• _Source material_:
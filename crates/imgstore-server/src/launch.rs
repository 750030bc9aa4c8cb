//! Resolve an entry point, prepare the images directory and serve the app.
//!
//! ```text
//! Launcher::run()
//!   1. Resolve  ── AppRegistry::resolve("main:app")  (unknown → EntryPointNotFound)
//!   2. Prepare  ── ImageStore::ensure()             (idempotent)
//!   3. Build    ── AppFactory::build(AppContext)
//!   4. Bind     ── TcpListener::bind(host:port)     (in use → Bind)
//!   5. Serve    ── axum::serve until ctrl-c
//! ```

use std::collections::BTreeMap;
use std::fmt;
use std::future::Future;
use std::net::SocketAddr;
use std::path::PathBuf;
use std::pin::Pin;
use std::str::FromStr;
use std::sync::Arc;

use axum::Router;
use imgstore_core::ServeConfig;
use secrecy::ExposeSecret;

use crate::app;
use crate::repository::{ImageRepository, RepositoryError};
use crate::state::{AppConfig, AppState};
use crate::storage::{ImageStore, StorageError};

/// The entry point registered by [`AppRegistry::default`].
pub const DEFAULT_ENTRY_POINT: &str = "main:app";

/// A `module:attr` application name.
#[derive(Debug, Clone, PartialEq, Eq, PartialOrd, Ord, Hash)]
pub struct EntryPoint {
    module: String,
    attr: String,
}

impl EntryPoint {
    pub fn parse(s: &str) -> Result<Self, LaunchError> {
        let invalid = || LaunchError::InvalidEntryPoint(s.to_owned());
        let (module, attr) = s.split_once(':').ok_or_else(invalid)?;
        if !is_identifier_path(module) || !is_identifier(attr) {
            return Err(invalid());
        }
        Ok(Self {
            module: module.to_owned(),
            attr: attr.to_owned(),
        })
    }

    pub fn module(&self) -> &str {
        &self.module
    }

    pub fn attr(&self) -> &str {
        &self.attr
    }
}

impl FromStr for EntryPoint {
    type Err = LaunchError;

    fn from_str(s: &str) -> Result<Self, Self::Err> {
        Self::parse(s)
    }
}

impl fmt::Display for EntryPoint {
    fn fmt(&self, f: &mut fmt::Formatter<'_>) -> fmt::Result {
        write!(f, "{}:{}", self.module, self.attr)
    }
}

fn is_identifier(s: &str) -> bool {
    let mut chars = s.chars();
    chars
        .next()
        .is_some_and(|c| c.is_ascii_alphabetic() || c == '_')
        && chars.all(|c| c.is_ascii_alphanumeric() || c == '_')
}

fn is_identifier_path(s: &str) -> bool {
    s.split('.').all(is_identifier)
}

/// Everything an application needs from its environment.
#[derive(Debug, Clone)]
pub struct AppContext {
    pub store: ImageStore,
    pub config: AppConfig,
    pub max_upload_bytes: u64,
}

pub type AppFuture = Pin<Box<dyn Future<Output = Result<Router, LaunchError>> + Send>>;

/// Builds a servable router from an [`AppContext`].
pub trait AppFactory: Send + Sync {
    fn build(&self, ctx: AppContext) -> AppFuture;
}

impl<F, Fut> AppFactory for F
where
    F: Fn(AppContext) -> Fut + Send + Sync,
    Fut: Future<Output = Result<Router, LaunchError>> + Send + 'static,
{
    fn build(&self, ctx: AppContext) -> AppFuture {
        Box::pin(self(ctx))
    }
}

/// The image store application behind `main:app`.
#[derive(Debug, Clone, Copy, Default)]
pub struct ImageApp;

impl AppFactory for ImageApp {
    fn build(&self, ctx: AppContext) -> AppFuture {
        Box::pin(async move {
            let repo = ImageRepository::connect(ctx.config.database_url.expose_secret()).await?;
            Ok(app::router(AppState {
                store: ctx.store,
                repo,
                max_upload_bytes: ctx.max_upload_bytes,
            }))
        })
    }
}

/// Entry points the launcher can start.
#[derive(Clone)]
pub struct AppRegistry {
    apps: BTreeMap<EntryPoint, Arc<dyn AppFactory>>,
}

impl AppRegistry {
    /// A registry with no applications.
    pub fn empty() -> Self {
        Self {
            apps: BTreeMap::new(),
        }
    }

    pub fn register(&mut self, entry: EntryPoint, factory: impl AppFactory + 'static) {
        self.apps.insert(entry, Arc::new(factory));
    }

    pub fn entries(&self) -> impl Iterator<Item = &EntryPoint> {
        self.apps.keys()
    }

    pub fn resolve(&self, entry: &EntryPoint) -> Result<Arc<dyn AppFactory>, LaunchError> {
        self.apps
            .get(entry)
            .cloned()
            .ok_or_else(|| LaunchError::EntryPointNotFound {
                entry: entry.to_string(),
                available: self
                    .entries()
                    .map(ToString::to_string)
                    .collect::<Vec<_>>()
                    .join(", "),
            })
    }
}

impl Default for AppRegistry {
    fn default() -> Self {
        let mut registry = Self::empty();
        registry.register(
            EntryPoint {
                module: "main".to_owned(),
                attr: "app".to_owned(),
            },
            ImageApp,
        );
        registry
    }
}

impl fmt::Debug for AppRegistry {
    fn fmt(&self, f: &mut fmt::Formatter<'_>) -> fmt::Result {
        f.debug_list().entries(self.apps.keys()).finish()
    }
}

/// Starts one registered application with a serve configuration.
#[derive(Debug)]
pub struct Launcher {
    registry: AppRegistry,
    serve: ServeConfig,
    config: AppConfig,
}

impl Launcher {
    pub fn new(registry: AppRegistry, serve: ServeConfig, config: AppConfig) -> Self {
        Self {
            registry,
            serve,
            config,
        }
    }

    /// Steps 1 to 4: everything that can fail before the first request.
    pub async fn start(self) -> Result<Server, LaunchError> {
        let entry = EntryPoint::parse(&self.serve.app)?;
        let factory = self.registry.resolve(&entry)?;

        let store = ImageStore::new(&self.serve.images_dir);
        store.ensure().await.map_err(|e| LaunchError::ImagesDir {
            path: PathBuf::from(&self.serve.images_dir),
            source: e,
        })?;

        let router = factory
            .build(AppContext {
                store,
                config: self.config,
                max_upload_bytes: self.serve.max_upload_bytes,
            })
            .await?;

        let addr = format!("{}:{}", self.serve.host, self.serve.port);
        let listener = tokio::net::TcpListener::bind(&addr)
            .await
            .map_err(|e| LaunchError::Bind {
                addr: addr.clone(),
                source: e,
            })?;
        let local_addr = listener
            .local_addr()
            .map_err(|e| LaunchError::Bind { addr, source: e })?;

        tracing::info!(
            app = %entry,
            addr = %local_addr,
            images_dir = %self.serve.images_dir,
            "listening"
        );

        Ok(Server {
            listener,
            router,
            local_addr,
        })
    }

    /// Start and serve until ctrl-c.
    pub async fn run(self) -> Result<(), LaunchError> {
        self.start().await?.serve(shutdown_signal()).await
    }
}

/// A bound, ready-to-serve application.
#[derive(Debug)]
pub struct Server {
    listener: tokio::net::TcpListener,
    router: Router,
    local_addr: SocketAddr,
}

impl Server {
    pub fn local_addr(&self) -> SocketAddr {
        self.local_addr
    }

    pub async fn serve(
        self,
        shutdown: impl Future<Output = ()> + Send + 'static,
    ) -> Result<(), LaunchError> {
        axum::serve(self.listener, self.router)
            .with_graceful_shutdown(shutdown)
            .await
            .map_err(|e| LaunchError::Serve { source: e })?;
        tracing::info!("server stopped");
        Ok(())
    }
}

async fn shutdown_signal() {
    if let Err(e) = tokio::signal::ctrl_c().await {
        tracing::error!(error = %e, "failed to listen for ctrl-c");
        std::future::pending::<()>().await;
    }
    tracing::info!("shutdown requested");
}

#[derive(Debug, thiserror::Error)]
pub enum LaunchError {
    #[error("invalid entry point '{0}' — expected 'module:attr'")]
    InvalidEntryPoint(String),

    #[error("entry point '{entry}' not found (registered: {available})")]
    EntryPointNotFound { entry: String, available: String },

    #[error("failed to prepare images directory {path}")]
    ImagesDir { path: PathBuf, source: StorageError },

    #[error("failed to open the image database")]
    Database(#[from] RepositoryError),

    #[error("failed to bind {addr}")]
    Bind {
        addr: String,
        source: std::io::Error,
    },

    #[error("server error")]
    Serve { source: std::io::Error },
}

• _Exercise description_: Wherever a line contains the string "chars", copy that line from the data.

• _Output of the task_:
    let mut chars = s.chars();
    chars
        && chars.all(|c| c.is_ascii_alphanumeric() || c == '_')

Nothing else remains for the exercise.